┌──

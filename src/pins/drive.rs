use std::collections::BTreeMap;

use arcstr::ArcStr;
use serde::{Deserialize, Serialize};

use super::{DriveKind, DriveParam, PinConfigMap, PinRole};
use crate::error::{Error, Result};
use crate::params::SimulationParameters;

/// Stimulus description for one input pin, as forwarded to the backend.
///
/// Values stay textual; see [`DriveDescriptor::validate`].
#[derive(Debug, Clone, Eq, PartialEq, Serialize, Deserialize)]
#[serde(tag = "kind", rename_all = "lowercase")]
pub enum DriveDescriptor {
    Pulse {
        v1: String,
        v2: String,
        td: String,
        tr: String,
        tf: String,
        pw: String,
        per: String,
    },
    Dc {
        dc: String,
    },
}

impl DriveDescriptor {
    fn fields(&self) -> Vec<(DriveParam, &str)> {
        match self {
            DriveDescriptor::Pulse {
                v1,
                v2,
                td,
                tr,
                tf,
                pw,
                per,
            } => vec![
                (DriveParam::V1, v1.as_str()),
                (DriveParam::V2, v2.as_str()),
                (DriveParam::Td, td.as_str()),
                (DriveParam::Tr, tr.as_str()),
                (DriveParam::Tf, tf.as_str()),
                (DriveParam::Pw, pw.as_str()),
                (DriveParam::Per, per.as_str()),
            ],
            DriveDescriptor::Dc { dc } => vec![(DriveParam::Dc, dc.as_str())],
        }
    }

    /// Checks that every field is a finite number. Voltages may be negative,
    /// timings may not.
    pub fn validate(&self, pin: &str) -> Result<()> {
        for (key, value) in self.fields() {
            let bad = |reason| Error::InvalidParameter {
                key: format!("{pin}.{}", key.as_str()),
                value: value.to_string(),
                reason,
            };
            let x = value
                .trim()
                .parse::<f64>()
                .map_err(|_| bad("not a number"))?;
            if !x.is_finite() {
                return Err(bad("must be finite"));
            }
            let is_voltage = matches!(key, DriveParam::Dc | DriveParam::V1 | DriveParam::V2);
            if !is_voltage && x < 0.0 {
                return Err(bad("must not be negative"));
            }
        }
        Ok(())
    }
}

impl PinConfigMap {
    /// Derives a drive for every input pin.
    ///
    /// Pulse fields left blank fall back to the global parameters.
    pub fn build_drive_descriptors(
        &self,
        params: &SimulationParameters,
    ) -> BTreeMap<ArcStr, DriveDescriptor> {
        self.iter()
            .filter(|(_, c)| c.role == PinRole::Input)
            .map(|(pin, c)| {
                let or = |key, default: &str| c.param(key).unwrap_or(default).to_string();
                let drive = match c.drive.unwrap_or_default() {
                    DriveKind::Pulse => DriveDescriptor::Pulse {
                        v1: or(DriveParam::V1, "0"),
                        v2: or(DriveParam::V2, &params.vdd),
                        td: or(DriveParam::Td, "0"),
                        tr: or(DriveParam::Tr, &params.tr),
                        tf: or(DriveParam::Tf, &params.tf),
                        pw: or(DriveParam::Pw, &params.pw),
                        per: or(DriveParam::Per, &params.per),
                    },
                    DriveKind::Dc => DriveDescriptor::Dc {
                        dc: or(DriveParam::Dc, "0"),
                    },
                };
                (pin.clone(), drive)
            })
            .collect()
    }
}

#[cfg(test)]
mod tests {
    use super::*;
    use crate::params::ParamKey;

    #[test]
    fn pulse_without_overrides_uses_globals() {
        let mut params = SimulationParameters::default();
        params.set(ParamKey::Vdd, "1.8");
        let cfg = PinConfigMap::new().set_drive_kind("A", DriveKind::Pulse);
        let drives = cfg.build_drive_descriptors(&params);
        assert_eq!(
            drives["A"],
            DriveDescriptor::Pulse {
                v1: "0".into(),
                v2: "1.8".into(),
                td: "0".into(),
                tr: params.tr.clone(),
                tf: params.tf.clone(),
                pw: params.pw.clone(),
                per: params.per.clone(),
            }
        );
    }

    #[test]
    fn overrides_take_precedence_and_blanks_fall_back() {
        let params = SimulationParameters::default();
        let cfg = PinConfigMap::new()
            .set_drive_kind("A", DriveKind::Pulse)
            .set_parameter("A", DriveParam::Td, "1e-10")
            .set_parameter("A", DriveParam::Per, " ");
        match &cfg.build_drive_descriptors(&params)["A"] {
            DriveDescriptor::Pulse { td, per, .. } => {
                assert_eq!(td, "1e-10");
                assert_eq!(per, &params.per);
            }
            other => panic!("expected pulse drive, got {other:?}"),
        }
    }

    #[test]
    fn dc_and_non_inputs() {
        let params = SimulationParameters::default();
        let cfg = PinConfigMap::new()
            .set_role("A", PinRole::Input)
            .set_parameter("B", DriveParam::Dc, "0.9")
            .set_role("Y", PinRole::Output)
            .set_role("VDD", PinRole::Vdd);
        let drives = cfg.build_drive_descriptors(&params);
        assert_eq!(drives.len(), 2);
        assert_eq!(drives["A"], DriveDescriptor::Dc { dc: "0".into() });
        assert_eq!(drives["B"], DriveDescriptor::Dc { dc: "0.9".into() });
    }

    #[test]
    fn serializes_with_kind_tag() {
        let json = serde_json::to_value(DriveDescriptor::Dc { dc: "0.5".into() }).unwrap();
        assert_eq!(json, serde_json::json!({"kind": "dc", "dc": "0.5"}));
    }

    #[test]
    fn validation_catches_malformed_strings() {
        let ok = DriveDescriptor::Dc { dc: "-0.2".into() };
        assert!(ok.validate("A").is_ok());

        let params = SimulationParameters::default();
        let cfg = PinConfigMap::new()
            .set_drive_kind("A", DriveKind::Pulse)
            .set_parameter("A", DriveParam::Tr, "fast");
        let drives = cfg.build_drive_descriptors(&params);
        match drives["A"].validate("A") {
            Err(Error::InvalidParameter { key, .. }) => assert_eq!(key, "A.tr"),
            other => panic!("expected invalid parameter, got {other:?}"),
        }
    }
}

└──

Say how many lines in the data hold the string "PinRole", and write nothing else.

5